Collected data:

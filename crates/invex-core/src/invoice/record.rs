//! Nested invoice records produced by the model strategy.
//!
//! The model's JSON is kept as-is: no schema is enforced, absent fields read
//! as `None`, and extra fields pass through untouched. Typed accessors below
//! know where each field lives.

use serde::{Deserialize, Serialize};
use serde_json::{Map, Value};

/// Key of the line-item array.
pub const ITEMS_KEY: &str = "Item Details";

/// Key of the payment sub-object.
pub const PAYMENT_KEY: &str = "Payment Details";

/// Top-level invoice fields.
#[derive(Debug, Clone, Copy, PartialEq, Eq, PartialOrd, Ord, Hash)]
pub enum HeaderField {
    InvoiceNumber,
    InvoiceDate,
    DueDate,
    CustomerName,
    PlaceOfSupply,
    TotalTaxableAmount,
    TotalTaxAmount,
    TotalAmount,
    TotalDiscount,
}

impl HeaderField {
    pub const ALL: [HeaderField; 9] = [
        HeaderField::InvoiceNumber,
        HeaderField::InvoiceDate,
        HeaderField::DueDate,
        HeaderField::CustomerName,
        HeaderField::PlaceOfSupply,
        HeaderField::TotalTaxableAmount,
        HeaderField::TotalTaxAmount,
        HeaderField::TotalAmount,
        HeaderField::TotalDiscount,
    ];

    /// JSON key in the model's output.
    pub fn key(self) -> &'static str {
        match self {
            HeaderField::InvoiceNumber => "Invoice Number",
            HeaderField::InvoiceDate => "Invoice Date",
            HeaderField::DueDate => "Due Date",
            HeaderField::CustomerName => "Customer Name",
            HeaderField::PlaceOfSupply => "Place of Supply",
            HeaderField::TotalTaxableAmount => "Total Taxable Amount",
            HeaderField::TotalTaxAmount => "Total Tax Amount",
            HeaderField::TotalAmount => "Total Amount",
            HeaderField::TotalDiscount => "Total Discount",
        }
    }
}

/// Fields of the payment sub-object.
#[derive(Debug, Clone, Copy, PartialEq, Eq, PartialOrd, Ord, Hash)]
pub enum PaymentField {
    UpiId,
    BankAccount,
    IfscCode,
    Bank,
    Branch,
}

impl PaymentField {
    pub const ALL: [PaymentField; 5] = [
        PaymentField::UpiId,
        PaymentField::BankAccount,
        PaymentField::IfscCode,
        PaymentField::Bank,
        PaymentField::Branch,
    ];

    pub fn key(self) -> &'static str {
        match self {
            PaymentField::UpiId => "UPI ID",
            PaymentField::BankAccount => "Bank Account",
            PaymentField::IfscCode => "IFSC Code",
            PaymentField::Bank => "Bank",
            PaymentField::Branch => "Branch",
        }
    }
}

/// Fields of one line item.
#[derive(Debug, Clone, Copy, PartialEq, Eq, PartialOrd, Ord, Hash)]
pub enum ItemField {
    ItemName,
    Quantity,
    Rate,
    TaxPercentage,
    TaxAmount,
    TotalAmount,
}

impl ItemField {
    pub const ALL: [ItemField; 6] = [
        ItemField::ItemName,
        ItemField::Quantity,
        ItemField::Rate,
        ItemField::TaxPercentage,
        ItemField::TaxAmount,
        ItemField::TotalAmount,
    ];

    pub fn key(self) -> &'static str {
        match self {
            ItemField::ItemName => "Item Name",
            ItemField::Quantity => "Quantity",
            ItemField::Rate => "Rate",
            ItemField::TaxPercentage => "Tax Percentage",
            ItemField::TaxAmount => "Tax Amount",
            ItemField::TotalAmount => "Total Amount",
        }
    }
}

/// One invoice as returned by the model.
#[derive(Debug, Clone, PartialEq, Serialize, Deserialize)]
#[serde(transparent)]
pub struct InvoiceRecord(Map<String, Value>);

impl InvoiceRecord {
    /// Wrap a JSON value. Only objects are invoice records.
    pub fn from_value(value: Value) -> Option<Self> {
        match value {
            Value::Object(map) => Some(Self(map)),
            _ => None,
        }
    }

    /// Raw JSON object.
    pub fn as_map(&self) -> &Map<String, Value> {
        &self.0
    }

    /// A header value; `None` when absent.
    pub fn header(&self, field: HeaderField) -> Option<&Value> {
        self.0.get(field.key())
    }

    /// A payment value; `None` when the field or the whole sub-object is absent.
    pub fn payment(&self, field: PaymentField) -> Option<&Value> {
        self.0
            .get(PAYMENT_KEY)
            .and_then(Value::as_object)
            .and_then(|p| p.get(field.key()))
    }

    /// Line items in model order.
    ///
    /// A missing or non-array item field yields nothing; non-object entries
    /// are skipped.
    pub fn line_items(&self) -> impl Iterator<Item = LineItem<'_>> {
        self.0
            .get(ITEMS_KEY)
            .and_then(Value::as_array)
            .into_iter()
            .flatten()
            .filter_map(Value::as_object)
            .map(LineItem)
    }
}

/// Borrowed view of one line item.
#[derive(Debug, Clone, Copy)]
pub struct LineItem<'a>(&'a Map<String, Value>);

impl<'a> LineItem<'a> {
    /// Raw value of one item field. `None` if the key is absent.
    pub fn get(&self, field: ItemField) -> Option<&'a Value> {
        self.0.get(field.key())
    }
}

/// Render a JSON value as a report cell.
///
/// `null` becomes an empty cell; strings are unquoted; everything else uses
/// its compact JSON text.
pub fn cell_text(value: &Value) -> String {
    match value {
        Value::Null => String::new(),
        Value::String(s) => s.clone(),
        other => other.to_string(),
    }
}
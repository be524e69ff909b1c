//! CLI application for batch invoice extraction.

mod commands;

use clap::{Parser, Subcommand};
use tracing::Level;
use tracing_subscriber::FmtSubscriber;

use commands::{config, model, regex, text};

/// Invoice extraction - pull invoice fields out of PDFs into a CSV report
#[derive(Parser)]
#[command(name = "invex")]
#[command(author, version, about, long_about = None)]
struct Cli {
    /// Enable verbose output
    #[arg(short, long, action = clap::ArgAction::Count, global = true)]
    verbose: u8,

    /// Path to config file
    #[arg(short, long, global = true)]
    config: Option<String>,

    #[command(subcommand)]
    command: Commands,
}

#[derive(Subcommand)]
enum Commands {
    /// Extract labeled fields with regular expressions
    Regex(regex::RegexArgs),

    /// Extract full invoices with a language model
    Model(model::ModelArgs),

    /// Print the text of a single PDF
    Text(text::TextArgs),

    /// Manage configuration
    Config(config::ConfigArgs),
}

#[tokio::main]
async fn main() -> anyhow::Result<()> {
    let cli = Cli::parse();

    let level = match cli.verbose {
        0 => Level::WARN,
        1 => Level::INFO,
        2 => Level::DEBUG,
        _ => Level::TRACE,
    };

    let subscriber = FmtSubscriber::builder()
        .with_max_level(level)
        .with_target(false)
        .with_writer(std::io::stderr)
        .finish();

    tracing::subscriber::set_global_default(subscriber)?;

    let config_path = cli.config.as_deref();
    match cli.command {
        Commands::Regex(args) => regex::run(args, config_path).await,
        Commands::Model(args) => model::run(args, config_path).await,
        Commands::Text(args) => text::run(args, config_path).await,
        Commands::Config(args) => config::run(args, config_path).await,
    }
}
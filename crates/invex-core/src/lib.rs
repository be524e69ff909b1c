//! Core library for invoice data extraction.
//!
//! This crate provides:
//! - PDF text extraction (lopdf, with a pdf-extract fallback)
//! - Labeled-field extraction with regular expressions
//! - Structured extraction through an OpenAI-compatible chat model
//! - Batch orchestration with bounded concurrency
//! - Flattening into a single CSV report layout

pub mod batch;
pub mod config;
pub mod document;
pub mod error;
pub mod invoice;
pub mod llm;
pub mod pdf;
pub mod report;

#[cfg(test)]
mod test_support;

pub use batch::{
    BatchObserver, BatchOutcome, DocumentFailure, Extracted, FieldExtraction, NoopObserver,
    Orchestrator,
};
pub use config::InvexConfig;
pub use document::Document;
pub use error::{InvexError, Result};
pub use invoice::{Field, FieldParser, FieldRecord, InvoiceRecord, SENTINEL};
pub use llm::{CompletionClient, OpenAiClient, RetryPolicy, StructuredExtractor};
pub use pdf::{ExtractedText, PdfTextExtractor, TextExtractor, clean_text};
pub use report::{Column, FlatRow, Report, ReportWriter};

- _PROBLEM TO SOLVE_
What belongs in the answer is each line of the data that has the word "crates".

- _EXERCISE SOLUTION_
filename crates/invex-core/src/invoice/record.rs
filename crates/invex-core/src/lib.rs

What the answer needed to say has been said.